• What needs to be done
Set down the material exactly as given, please, from its first line through the line that includes "catalog map in".

● ● ●

//! Symbol shortlist: market-cap ranking intersected with the venue catalog.
//!
//! Ordering rules:
//! 1. ranked bases that the catalog lists, in ranking order
//! 2. anchors (`BTC/USDT`, then `ETH/USDT`) inserted at the front when listed
//!    but missing, so ETH lands ahead of BTC when both were missing
//! 3. duplicates removed, first occurrence wins
//! 4. fewer than [`MIN_CHOICES`] entries → backfill from the catalog map in
//!    key order up to [`MAX_CHOICES`]

use std::collections::{BTreeMap, HashSet};

use serde::{Deserialize, Serialize};
use tracing::warn;

use crate::data::RankingSource;
use crate::domain::{display_symbol, MarketDescriptor, VenueMode};

/// Stablecoins never offered for practice.
pub const STABLECOINS: [&str; 14] = [
    "USDT", "USDC", "BUSD", "TUSD", "DAI", "FDUSD", "PYUSD", "USDD", "GUSD", "PAX", "EURS",
    "LUSD", "USDP", "FRAX",
];

/// Used whenever the ranking service is unavailable.
pub const FALLBACK_BASES: [&str; 10] = [
    "BTC", "ETH", "BNB", "SOL", "XRP", "TON", "DOGE", "ADA", "TRX", "AVAX",
];

pub const ANCHORS: [&str; 2] = ["BTC/USDT", "ETH/USDT"];

pub const TOP_N: usize = 10;
pub const MIN_CHOICES: usize = 4;
pub const MAX_CHOICES: usize = 12;

/// Ordered display list plus the display → venue identifier map.
#[derive(Debug, Clone, PartialEq, Eq, Serialize, Deserialize)]
pub struct SymbolChoices {
    pub ordered: Vec<String>,
    pub display_to_id: BTreeMap<String, String>,
    pub mode: VenueMode,
}

impl SymbolChoices {
    /// Venue identifier for a display symbol.
    pub fn id_for(&self, display: &str) -> Option<&str> {
        self.display_to_id.get(display).map(String::as_str)
    }

    /// Index of `BTC/USDT` if listed, else 0.
    pub fn default_index(&self) -> usize {
        self.ordered
            .iter()
            .position(|d| d == ANCHORS[0])
            .unwrap_or(0)
    }

    pub fn is_empty(&self) -> bool {
        self.ordered.is_empty()
    }
}

/// Keep the first [`TOP_N`] non-stablecoin symbols, upper-cased and unique.
pub fn top_non_stable_bases(symbols: &[String]) -> Vec<String> {
    let mut top: Vec<String> = Vec::with_capacity(TOP_N);
    for sym in symbols {
        let sym = sym.trim().to_uppercase();
        if sym.is_empty() || STABLECOINS.contains(&sym.as_str()) {
            continue;
        }
        if !top.contains(&sym) {
            top.push(sym);
        }
        if top.len() >= TOP_N {
            break;
        }
    }
    top
}

pub fn fallback_bases() -> Vec<String> {
    FALLBACK_BASES.iter().map(|s| s.to_string()).collect()
}

/// Ranked bases from `source`, or the fixed fallback list on any failure.
///
/// An empty ranking after stablecoin filtering also counts as a failure.
pub fn ranked_bases(source: &dyn RankingSource) -> Vec<String> {
    match source.fetch_symbols() {
        Ok(symbols) => {
            let top = top_non_stable_bases(&symbols);
            if top.is_empty() {
                warn!(source = source.name(), "ranking had no usable symbols, using fallback list");
                fallback_bases()
            } else {
                top
            }
        }
        Err(e) => {
            warn!(source = source.name(), error = %e, "ranking unavailable, using fallback list");
            fallback_bases()
        }
    }
}

/// `{BASE}/USDT` → venue id for every listable market in `mode`.
pub fn display_map(markets: &[MarketDescriptor], mode: VenueMode) -> BTreeMap<String, String> {
    markets
        .iter()
        .filter(|m| m.is_listable(mode))
        .map(|m| (m.display_symbol(), m.id.clone()))
        .collect()
}

/// Build the shortlist from a catalog and a ranked base list.
pub fn build_shortlist(
    markets: &[MarketDescriptor],
    mode: VenueMode,
    ranked: &[String],
) -> SymbolChoices {
    let display_to_id = display_map(markets, mode);

    let mut ordered: Vec<String> = ranked
        .iter()
        .map(|base| display_symbol(base))
        .filter(|d| display_to_id.contains_key(d))
        .collect();

    for anchor in ANCHORS {
        if display_to_id.contains_key(anchor) && !ordered.iter().any(|d| d == anchor) {
            ordered.insert(0, anchor.to_string());
        }
    }

    let mut seen = HashSet::new();
    ordered.retain(|d| seen.insert(d.clone()));

    if ordered.len() < MIN_CHOICES {
        for display in display_to_id.keys() {
            if ordered.len() >= MAX_CHOICES {
                break;
            }
            if seen.insert(display.clone()) {
                ordered.push(display.clone());
            }
        }
    }

    SymbolChoices {
        ordered,
        display_to_id,
        mode,
    }
}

● ● ●

• Answer to this problem
//! Symbol shortlist: market-cap ranking intersected with the venue catalog.
//!
//! Ordering rules:
//! 1. ranked bases that the catalog lists, in ranking order
//! 2. anchors (`BTC/USDT`, then `ETH/USDT`) inserted at the front when listed
//!    but missing, so ETH lands ahead of BTC when both were missing
//! 3. duplicates removed, first occurrence wins
//! 4. fewer than [`MIN_CHOICES`] entries → backfill from the catalog map in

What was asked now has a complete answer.